The objective of this study was to determine the dose response effect of whole grain high-amylose maize (HAM) flour as a source of resistant starch (RS) on blood glucose, appetite and short-term food intake. In a repeated-measures crossover trial, healthy men (n = 30, 22.9 ± 0.6 y, BMI of 22.6 ± 0.3 kg/m(2)) were randomly assigned to consume 1 of 3 cookies once a week for 3 wk. Cookies were control (100% wheat flour), low-dose (63% wheat flour,37% HAM flour), and high-dose (33% wheat flour, 67% HAM flour) providing 53.5, 43.5, and 36.3 g of available carbohydrate, respectively. Ad libitum food intake was measured 120 min at a pizza meal, blood glucose and subjective appetite were measured after consumption of the cookie (0 to 120 min) and after the pizza meal (140 to 200 min). Blood glucose concentrations were lower at 30 and 45 min after high-dose treatment, and at 120 min after both high- and low-dose treatments compared to control (P < 0.05). Blood glucose AUC before the pizza meal (0 to 120 min) was 44% and 14% lower, and higher by 43% and 41% after the pizza meal (140 to 200 min) compared with control. Yet despite the higher response following the meal, cumulative AUC (0 to 200 min) was still 22% lower after the high-dose treatment (P < 0.05). All treatments equally suppressed subjective appetite and there was no effect on food intake. In conclusion, HAM flour as a source of RS and incorporated into a cookie was associated with better glycemic control in young men.
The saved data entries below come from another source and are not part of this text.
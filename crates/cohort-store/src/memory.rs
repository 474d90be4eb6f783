use std::collections::{BTreeMap, HashMap};
use std::sync::{RwLock, RwLockReadGuard, RwLockWriteGuard};

use async_trait::async_trait;
use chrono::Utc;
use cohort_types::{
    key_of, CohortRecord, DemographicSnapshot, FileId, FileStatus, GpPractice, ManagementSnapshot,
    ParticipantId, ParticipantKey, ParticipantSnapshot, RawRecord, RecordId, RecordStatus,
    ReferenceData,
};

use crate::error::{StoreError, StoreResult};
use crate::traits::{CohortStore, ProjectionStore, ReferenceStore, StatusStore, UpsertSummary};

#[derive(Default)]
struct Tables {
    last_file_id: u64,
    last_record_id: u64,
    last_participant_id: u64,
    cohort: BTreeMap<FileId, Vec<CohortRecord>>,
    demographics: HashMap<ParticipantKey, DemographicSnapshot>,
    managements: HashMap<ParticipantKey, ManagementSnapshot>,
    file_statuses: BTreeMap<FileId, FileStatus>,
    record_statuses: BTreeMap<(FileId, ParticipantKey), RecordStatus>,
    reference: ReferenceData,
}

/// In-memory implementation of every store trait.
///
/// Intended for tests, the CLI and embedding. All tables sit behind one
/// `RwLock`, so each trait call is atomic with respect to the others. The
/// guard is never held across an `.await`.
pub struct InMemoryStore {
    tables: RwLock<Tables>,
}

impl InMemoryStore {
    pub fn new() -> Self {
        Self {
            tables: RwLock::new(Tables::default()),
        }
    }

    /// A store pre-loaded with reference data.
    pub fn with_reference(reference: ReferenceData) -> Self {
        Self {
            tables: RwLock::new(Tables {
                reference,
                ..Tables::default()
            }),
        }
    }

    fn read(&self) -> StoreResult<RwLockReadGuard<'_, Tables>> {
        self.tables.read().map_err(|_| StoreError::Poisoned)
    }

    fn write(&self) -> StoreResult<RwLockWriteGuard<'_, Tables>> {
        self.tables.write().map_err(|_| StoreError::Poisoned)
    }

    pub fn demographic_count(&self) -> usize {
        self.read().map(|t| t.demographics.len()).unwrap_or(0)
    }

    pub fn management_count(&self) -> usize {
        self.read().map(|t| t.managements.len()).unwrap_or(0)
    }

    pub fn file_count(&self) -> usize {
        self.read().map(|t| t.file_statuses.len()).unwrap_or(0)
    }
}

impl Default for InMemoryStore {
    fn default() -> Self {
        Self::new()
    }
}

impl std::fmt::Debug for InMemoryStore {
    fn fmt(&self, f: &mut std::fmt::Formatter<'_>) -> std::fmt::Result {
        f.debug_struct("InMemoryStore")
            .field("files", &self.file_count())
            .field("demographics", &self.demographic_count())
            .field("managements", &self.management_count())
            .finish()
    }
}

fn reject_blank_keys<'a>(keys: impl Iterator<Item = &'a ParticipantKey>) -> StoreResult<()> {
    for key in keys {
        if key.is_blank() {
            return Err(StoreError::InvalidInput(
                "projection row has a blank participant key".into(),
            ));
        }
    }
    Ok(())
}

#[async_trait]
impl CohortStore for InMemoryStore {
    async fn next_file_id(&self) -> StoreResult<FileId> {
        let mut tables = self.write()?;
        tables.last_file_id += 1;
        Ok(FileId::new(tables.last_file_id))
    }

    async fn append_cohort(
        &self,
        file_id: FileId,
        records: Vec<RawRecord>,
    ) -> StoreResult<Vec<CohortRecord>> {
        let now = Utc::now();
        let mut tables = self.write()?;
        if tables.cohort.contains_key(&file_id) {
            return Err(StoreError::Duplicate(format!("cohort records for file {file_id}")));
        }
        let mut next = tables.last_record_id;
        let appended: Vec<CohortRecord> = records
            .into_iter()
            .map(|fields| {
                next += 1;
                CohortRecord {
                    id: RecordId::new(next),
                    file_id,
                    key: key_of(&fields),
                    fields,
                    created_at: now,
                }
            })
            .collect();
        tables.last_record_id = next;
        tables.cohort.insert(file_id, appended.clone());
        tracing::debug!(file_id = %file_id, count = appended.len(), "appended cohort records");
        Ok(appended)
    }

    async fn cohort_records(&self, file_id: FileId) -> StoreResult<Vec<CohortRecord>> {
        let tables = self.read()?;
        Ok(tables.cohort.get(&file_id).cloned().unwrap_or_default())
    }
}

#[async_trait]
impl ProjectionStore for InMemoryStore {
    async fn demographic(&self, key: ParticipantKey) -> StoreResult<Option<DemographicSnapshot>> {
        Ok(self.read()?.demographics.get(&key).cloned())
    }

    async fn management(&self, key: ParticipantKey) -> StoreResult<Option<ManagementSnapshot>> {
        Ok(self.read()?.managements.get(&key).cloned())
    }

    async fn snapshot(&self, key: ParticipantKey) -> StoreResult<ParticipantSnapshot> {
        let tables = self.read()?;
        Ok(ParticipantSnapshot::new(
            key,
            tables.demographics.get(&key).cloned(),
            tables.managements.get(&key).cloned(),
        ))
    }

    async fn upsert_demographics(
        &self,
        batch: Vec<DemographicSnapshot>,
    ) -> StoreResult<UpsertSummary> {
        reject_blank_keys(batch.iter().map(|d| &d.nhs_number))?;
        let now = Utc::now();
        let mut tables = self.write()?;
        let mut summary = UpsertSummary::default();
        for mut row in batch {
            let existing = tables
                .demographics
                .get(&row.nhs_number)
                .map(|d| d.record_insert_datetime);
            match existing {
                Some(inserted_at) => {
                    row.record_insert_datetime = inserted_at;
                    summary.updated += 1;
                }
                None => {
                    row.record_insert_datetime.get_or_insert(now);
                    summary.inserted += 1;
                }
            }
            row.record_update_datetime = Some(now);
            tables.demographics.insert(row.nhs_number, row);
        }
        Ok(summary)
    }

    async fn upsert_managements(
        &self,
        batch: Vec<ManagementSnapshot>,
    ) -> StoreResult<UpsertSummary> {
        reject_blank_keys(batch.iter().map(|m| &m.nhs_number))?;
        let now = Utc::now();
        let mut tables = self.write()?;
        let mut summary = UpsertSummary::default();
        for mut row in batch {
            let existing = tables
                .managements
                .get(&row.nhs_number)
                .map(|m| (m.participant_id, m.record_insert_datetime));
            match existing {
                Some((participant_id, inserted_at)) => {
                    row.participant_id = participant_id;
                    row.record_insert_datetime = inserted_at;
                    summary.updated += 1;
                }
                None => {
                    tables.last_participant_id += 1;
                    row.participant_id = Some(ParticipantId::new(tables.last_participant_id));
                    row.record_insert_datetime.get_or_insert(now);
                    summary.inserted += 1;
                }
            }
            row.record_update_datetime = Some(now);
            tables.managements.insert(row.nhs_number, row);
        }
        Ok(summary)
    }
}

#[async_trait]
impl StatusStore for InMemoryStore {
    async fn insert_file_status(&self, status: FileStatus) -> StoreResult<()> {
        let mut tables = self.write()?;
        if tables.file_statuses.contains_key(&status.file_id) {
            return Err(StoreError::Duplicate(format!("file status {}", status.file_id)));
        }
        tables.file_statuses.insert(status.file_id, status);
        Ok(())
    }

    async fn update_file_status(&self, status: FileStatus) -> StoreResult<()> {
        let mut tables = self.write()?;
        let previous = tables
            .file_statuses
            .get(&status.file_id)
            .ok_or(StoreError::FileNotFound(status.file_id))?;
        if let Some(reason) = status.regression_from(previous) {
            return Err(StoreError::Regression {
                entity: format!("file {}", status.file_id),
                reason,
            });
        }
        tables.file_statuses.insert(status.file_id, status);
        Ok(())
    }

    async fn file_status(&self, file_id: FileId) -> StoreResult<Option<FileStatus>> {
        Ok(self.read()?.file_statuses.get(&file_id).cloned())
    }

    async fn upsert_record_status(&self, status: RecordStatus) -> StoreResult<()> {
        let mut tables = self.write()?;
        let id = (status.file_id, status.key);
        if let Some(previous) = tables.record_statuses.get(&id) {
            if let Some(reason) = status.regression_from(previous) {
                return Err(StoreError::Regression {
                    entity: format!("record {} in file {}", status.key, status.file_id),
                    reason,
                });
            }
        }
        tables.record_statuses.insert(id, status);
        Ok(())
    }

    async fn upsert_record_statuses(&self, statuses: Vec<RecordStatus>) -> StoreResult<()> {
        let mut tables = self.write()?;
        for status in &statuses {
            let id = (status.file_id, status.key);
            if let Some(reason) = tables
                .record_statuses
                .get(&id)
                .and_then(|previous| status.regression_from(previous))
            {
                return Err(StoreError::Regression {
                    entity: format!("record {} in file {}", status.key, status.file_id),
                    reason,
                });
            }
        }
        for status in statuses {
            tables.record_statuses.insert((status.file_id, status.key), status);
        }
        Ok(())
    }

    async fn record_status(
        &self,
        file_id: FileId,
        key: ParticipantKey,
    ) -> StoreResult<Option<RecordStatus>> {
        Ok(self.read()?.record_statuses.get(&(file_id, key)).cloned())
    }

    async fn record_statuses(&self, file_id: FileId) -> StoreResult<Vec<RecordStatus>> {
        let tables = self.read()?;
        Ok(tables
            .record_statuses
            .range((file_id, ParticipantKey::blank())..)
            .take_while(|((f, _), _)| *f == file_id)
            .map(|(_, status)| status.clone())
            .collect())
    }
}

#[async_trait]
impl ReferenceStore for InMemoryStore {
    async fn reference_data(&self) -> StoreResult<ReferenceData> {
        Ok(self.read()?.reference.clone())
    }

    async fn upsert_gp_practices(&self, practices: Vec<GpPractice>) -> StoreResult<usize> {
        let count = practices.len();
        self.write()?.reference.extend(practices);
        Ok(count)
    }
}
The acute effect of commercially available pulse powders on postprandial glycaemic response in healthy young men.

Whole pulses (beans, peas, chickpeas and lentils) elicit low postprandial blood glucose (BG) responses in adults; however, their consumption in North America is low. One potential strategy to increase the dietary intake of pulses is the utilisation of commercial pulse powders in food products; however, it is unclear whether they retain the biological benefits observed with whole pulses. Therefore, the present study examined the effects of commercially prepared pulse powders on BG response before and after a subsequent meal in healthy young men. Overall, three randomised, within-subject experiments were conducted. In each experiment, participants received whole, puréed and powdered pulses (navy beans in Expt 1; lentils in Expt 2; chickpeas in Expt 3) and whole-wheat flour as the control. All treatments were controlled for available carbohydrate content. A fixed-energy pizza meal (50·2 kJ/kg body weight) was provided at 120 min. BG concentration was measured before (0-120 min) and after (140-200 min) the pizza meal. BG concentration peaked at 30 min in all experiments, and pulse forms did not predict their effect on BG response. Compared with the whole-wheat flour control, navy bean treatments lowered peak BG concentrations (Expt 1, P< 0.05), but not the mean BG concentration over 120 min. The mean BG concentration was lower for all lentil (Expt 2, P= 0.008) and chickpea (Expt 3, P= 0.002) treatments over 120 min. Processing pulses to powdered form does not eliminate the benefits of whole pulses on BG response, lending support to the use of pulse powders as value-added food ingredients to moderate postprandial glycaemic response.